Recently, said pugilists scored a big win. As reported by the Los Angeles Times, back in 2008, the Army Corps of Engineers was “preparing to adopt new regulations that would have stripped much of the L.A. River watershed of Clean Water Act protections.” When resident engineer Heather Wylie heard of the Corps’ plans, she leaked some incriminating docs and took to the World Wide Web to conduct some research. She found out that if navigable, a body of water qualifies for special protections. When there’s a Wylie, there’s a way.

She contacted one George Wolfe, the eventual founder of L.A. River Expeditions. Together, they began planning a three-day kayaking trip through the Los Angeles River. I know what you’re thinking. Did they bring enough water to fill the river, first?

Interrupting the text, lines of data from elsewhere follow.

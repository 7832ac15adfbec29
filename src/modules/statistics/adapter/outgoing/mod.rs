mod statistics_repository_mongo;

pub use statistics_repository_mongo::StatisticsRepositoryMongo;
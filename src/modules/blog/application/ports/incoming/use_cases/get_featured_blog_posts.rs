use async_trait::async_trait;

use super::GetBlogPostsError;
use crate::blog::application::domain::entities::BlogPost;

pub const FEATURED_POSTS_LIMIT: i64 = 10;

#[async_trait]
pub trait GetFeaturedBlogPostsUseCase: Send + Sync {
    async fn execute(&self) -> Result<Vec<BlogPost>, GetBlogPostsError>;
}
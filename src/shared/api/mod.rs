mod json_config;
pub mod query;
mod response;

pub use json_config::{custom_json_config, custom_path_config, custom_query_config};
pub use response::{ApiError, ApiResponse};
use actix_web::{put, web, Responder};
use serde::Deserialize;
use tracing::{error, info};
use utoipa::ToSchema;

use crate::{
    api::schemas::ErrorResponse,
    resume::application::{
        domain::entities::{Education, PersonalInfo, Resume, DEFAULT_SUMMARY},
        ports::incoming::use_cases::{UpdateResumeCommand, UpdateResumeError},
    },
    shared::api::ApiResponse,
    AppState,
};

//
// ──────────────────────────────────────────────────────────
// Request DTO
// ──────────────────────────────────────────────────────────
//

/// Full replacement of the resume. `lastUpdated` is assigned by the server.
#[derive(Debug, Deserialize, ToSchema)]
#[serde(rename_all = "camelCase")]
pub struct UpdateResumeRequest {
    pub personal_info: PersonalInfo,
    #[serde(default = "default_summary")]
    pub summary: String,
    #[serde(default)]
    pub education: Vec<Education>,
}

fn default_summary() -> String {
    DEFAULT_SUMMARY.to_string()
}

//
// ──────────────────────────────────────────────────────────
// Route
// ──────────────────────────────────────────────────────────
//

/// Replace the resume
#[utoipa::path(
    put,
    path = "/api/resume",
    tag = "resume",
    request_body = UpdateResumeRequest,
    responses(
        (status = 200, description = "Resume replaced", body = Resume),
        (status = 422, description = "Validation failed", body = ErrorResponse),
        (status = 500, description = "Internal server error", body = ErrorResponse)
    )
)]
#[put("/api/resume")]
pub async fn update_resume_handler(
    data: web::Data<AppState>,
    payload: web::Json<UpdateResumeRequest>,
) -> impl Responder {
    let payload = payload.into_inner();

    let command =
        match UpdateResumeCommand::new(payload.personal_info, payload.summary, payload.education) {
            Ok(cmd) => cmd,
            Err(errors) => return ApiResponse::validation_failed(&errors),
        };

    match data.resume.update.execute(command).await {
        Ok(resume) => {
            info!("Resume updated");
            ApiResponse::success(resume)
        }
        Err(UpdateResumeError::RepositoryError(msg)) => {
            error!("Error updating resume: {}", msg);
            ApiResponse::internal_error()
        }
    }
}
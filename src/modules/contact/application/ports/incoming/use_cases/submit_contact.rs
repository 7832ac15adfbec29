use async_trait::async_trait;

use crate::contact::application::domain::entities::ContactSubmission;
use crate::shared::validation::{ValidationErrors, Validator};

//
// ──────────────────────────────────────────────────────────
// Submit Contact Command
// ──────────────────────────────────────────────────────────
//

#[derive(Debug, Clone)]
pub struct SubmitContactCommand {
    name: String,
    email: String,
    subject: String,
    message: String,
}

impl SubmitContactCommand {
    pub fn new(
        name: String,
        email: String,
        subject: String,
        message: String,
    ) -> Result<Self, ValidationErrors> {
        Validator::new()
            .length("name", &name, 1, Some(100))
            .email("email", &email)
            .length("subject", &subject, 1, Some(200))
            .length("message", &message, 1, Some(2000))
            .finish()?;

        Ok(Self {
            name,
            email,
            subject,
            message,
        })
    }

    pub fn name(&self) -> &str {
        &self.name
    }

    pub fn email(&self) -> &str {
        &self.email
    }

    pub fn subject(&self) -> &str {
        &self.subject
    }

    pub fn message(&self) -> &str {
        &self.message
    }
}

//
// ──────────────────────────────────────────────────────────
// Use Case Error
// ──────────────────────────────────────────────────────────
//

#[derive(Debug, Clone, thiserror::Error)]
pub enum SubmitContactError {
    #[error("Repository error: {0}")]
    RepositoryError(String),
}

//
// ──────────────────────────────────────────────────────────
// Incoming Port (Use Case)
// ──────────────────────────────────────────────────────────
//

#[async_trait]
pub trait SubmitContactUseCase: Send + Sync {
    async fn execute(
        &self,
        command: SubmitContactCommand,
    ) -> Result<ContactSubmission, SubmitContactError>;
}

#[cfg(test)]
mod tests {
    use super::*;

    fn command(
        name: &str,
        email: &str,
        subject: &str,
        message: &str,
    ) -> Result<SubmitContactCommand, ValidationErrors> {
        SubmitContactCommand::new(
            name.to_string(),
            email.to_string(),
            subject.to_string(),
            message.to_string(),
        )
    }

    #[test]
    fn valid_command_keeps_values() {
        let cmd = command("Jane", "jane@example.com", "Hello", "Nice site").unwrap();
        assert_eq!(cmd.name(), "Jane");
        assert_eq!(cmd.email(), "jane@example.com");
        assert_eq!(cmd.subject(), "Hello");
        assert_eq!(cmd.message(), "Nice site");
    }

    #[test]
    fn invalid_email_is_rejected() {
        let errors = command("Jane", "not-an-email", "Hello", "Hi").unwrap_err();
        assert!(errors.has_field("email"));
        assert_eq!(errors.fields().len(), 1);
    }

    #[test]
    fn length_limits_are_enforced() {
        let errors = command(
            &"n".repeat(101),
            "jane@example.com",
            &"s".repeat(201),
            &"m".repeat(2001),
        )
        .unwrap_err();

        assert!(errors.has_field("name"));
        assert!(errors.has_field("subject"));
        assert!(errors.has_field("message"));
    }

    #[test]
    fn empty_fields_are_rejected() {
        let errors = command("", "jane@example.com", "", "").unwrap_err();
        assert_eq!(errors.fields().len(), 3);
    }

    #[test]
    fn upper_bounds_are_accepted() {
        assert!(command(
            &"n".repeat(100),
            "jane@example.com",
            &"s".repeat(200),
            &"m".repeat(2000),
        )
        .is_ok());
    }
}
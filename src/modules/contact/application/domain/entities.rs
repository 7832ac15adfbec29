use chrono::{DateTime, Utc};
use serde::Serialize;
use utoipa::ToSchema;

/// Status every submission starts (and, through this API, stays) in.
pub const NEW_SUBMISSION_STATUS: &str = "new";

#[derive(Debug, Clone, PartialEq, Serialize, ToSchema)]
#[serde(rename_all = "camelCase")]
pub struct ContactSubmission {
    #[schema(example = "665f1c2e9b1e8a3d4c2b1a00")]
    pub id: String,
    #[schema(example = "Jane Doe")]
    pub name: String,
    #[schema(example = "jane@example.com")]
    pub email: String,
    #[schema(example = "Speaking invitation")]
    pub subject: String,
    pub message: String,
    #[schema(example = "new")]
    pub status: String,
    pub timestamp: DateTime<Utc>,
}
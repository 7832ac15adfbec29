use async_trait::async_trait;
use chrono::{DateTime, Utc};
use futures::TryStreamExt;
use mongodb::{
    bson::{doc, oid::ObjectId, serde_helpers::chrono_datetime_as_bson_datetime},
    Collection, Database,
};
use serde::{Deserialize, Serialize};

use crate::contact::application::{
    domain::entities::ContactSubmission,
    ports::outgoing::{ContactRepository, ContactRepositoryError, NewContactSubmission},
};
use crate::shared::{document_id::DocumentId, mongo::CONTACT_SUBMISSIONS};

/// Stored shape of a submission; `_id` is left out on insert so the store
/// generates it.
#[derive(Debug, Clone, Serialize, Deserialize)]
#[serde(rename_all = "camelCase")]
struct ContactDocument {
    #[serde(rename = "_id", skip_serializing_if = "Option::is_none")]
    id: Option<ObjectId>,
    name: String,
    email: String,
    subject: String,
    message: String,
    status: String,
    #[serde(with = "chrono_datetime_as_bson_datetime")]
    timestamp: DateTime<Utc>,
}

impl From<NewContactSubmission> for ContactDocument {
    fn from(data: NewContactSubmission) -> Self {
        Self {
            id: None,
            name: data.name,
            email: data.email,
            subject: data.subject,
            message: data.message,
            status: data.status,
            timestamp: data.timestamp,
        }
    }
}

impl ContactDocument {
    fn into_submission(self) -> ContactSubmission {
        ContactSubmission {
            id: self.id.map(|oid| oid.to_hex()).unwrap_or_default(),
            name: self.name,
            email: self.email,
            subject: self.subject,
            message: self.message,
            status: self.status,
            timestamp: self.timestamp,
        }
    }
}

#[derive(Debug, Clone)]
pub struct ContactRepositoryMongo {
    collection: Collection<ContactDocument>,
}

impl ContactRepositoryMongo {
    pub fn new(db: &Database) -> Self {
        Self {
            collection: db.collection(CONTACT_SUBMISSIONS),
        }
    }
}

fn map_db_err(e: mongodb::error::Error) -> ContactRepositoryError {
    ContactRepositoryError::DatabaseError(e.to_string())
}

#[async_trait]
impl ContactRepository for ContactRepositoryMongo {
    async fn insert(
        &self,
        data: NewContactSubmission,
    ) -> Result<ContactSubmission, ContactRepositoryError> {
        let mut document = ContactDocument::from(data);

        let result = self
            .collection
            .insert_one(&document)
            .await
            .map_err(map_db_err)?;

        document.id = result.inserted_id.as_object_id();
        Ok(document.into_submission())
    }

    async fn list_recent(
        &self,
        limit: i64,
    ) -> Result<Vec<ContactSubmission>, ContactRepositoryError> {
        let cursor = self
            .collection
            .find(doc! {})
            .sort(doc! { "timestamp": -1 })
            .limit(limit)
            .await
            .map_err(map_db_err)?;

        let documents: Vec<ContactDocument> = cursor.try_collect().await.map_err(map_db_err)?;

        Ok(documents
            .into_iter()
            .map(ContactDocument::into_submission)
            .collect())
    }

    async fn find_by_id(
        &self,
        id: DocumentId,
    ) -> Result<Option<ContactSubmission>, ContactRepositoryError> {
        let document = self
            .collection
            .find_one(doc! { "_id": id.object_id() })
            .await
            .map_err(map_db_err)?;

        Ok(document.map(ContactDocument::into_submission))
    }
}
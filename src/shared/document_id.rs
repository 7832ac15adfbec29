use std::fmt;
use std::str::FromStr;

use mongodb::bson::oid::ObjectId;

/// Identifier the store assigns on insert, exposed to clients as 24 hex chars.
#[derive(Debug, Clone, Copy, PartialEq, Eq, Hash)]
pub struct DocumentId(ObjectId);

#[derive(Debug, Clone, PartialEq, Eq, thiserror::Error)]
#[error("`{0}` is not a valid document id")]
pub struct InvalidDocumentId(pub String);

impl DocumentId {
    pub fn parse(raw: &str) -> Result<Self, InvalidDocumentId> {
        ObjectId::parse_str(raw)
            .map(Self)
            .map_err(|_| InvalidDocumentId(raw.to_string()))
    }

    pub fn object_id(&self) -> ObjectId {
        self.0
    }
}

impl From<ObjectId> for DocumentId {
    fn from(oid: ObjectId) -> Self {
        Self(oid)
    }
}

impl FromStr for DocumentId {
    type Err = InvalidDocumentId;

    fn from_str(s: &str) -> Result<Self, Self::Err> {
        Self::parse(s)
    }
}

impl fmt::Display for DocumentId {
    fn fmt(&self, f: &mut fmt::Formatter<'_>) -> fmt::Result {
        write!(f, "{}", self.0.to_hex())
    }
}

#[cfg(test)]
mod tests {
    use super::*;

    #[test]
    fn parses_hex_object_id() {
        let id = DocumentId::parse("507f1f77bcf86cd799439011").unwrap();
        assert_eq!(id.to_string(), "507f1f77bcf86cd799439011");
    }

    #[test]
    fn rejects_malformed_ids() {
        for raw in ["", "123", "not-an-id", "507f1f77bcf86cd79943901g", "507f1f77bcf86cd7994390111"] {
            assert_eq!(
                DocumentId::parse(raw),
                Err(InvalidDocumentId(raw.to_string())),
                "{raw}"
            );
        }
    }

    #[test]
    fn round_trips_through_object_id() {
        let oid = ObjectId::new();
        let id = DocumentId::from(oid);
        assert_eq!(id.object_id(), oid);
        assert_eq!(id.to_string().parse::<DocumentId>().unwrap(), id);
    }
}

It turns out, the river flows, “Only on a couple of stretches was it necessary to carry their kayaks. On some stretches, they zipped through the narrow, two-foot-deep low-flow channel, which felt a bit like a ride at Disneyland.”

It really felt like Disneyland once the EPA caught wind of the flotilla. Two weeks ago, the federal appendage ruled the Los Angeles river “traditional navigable waters.” Ergo, the river is now entitled to a series of protections under the Clean Water Act.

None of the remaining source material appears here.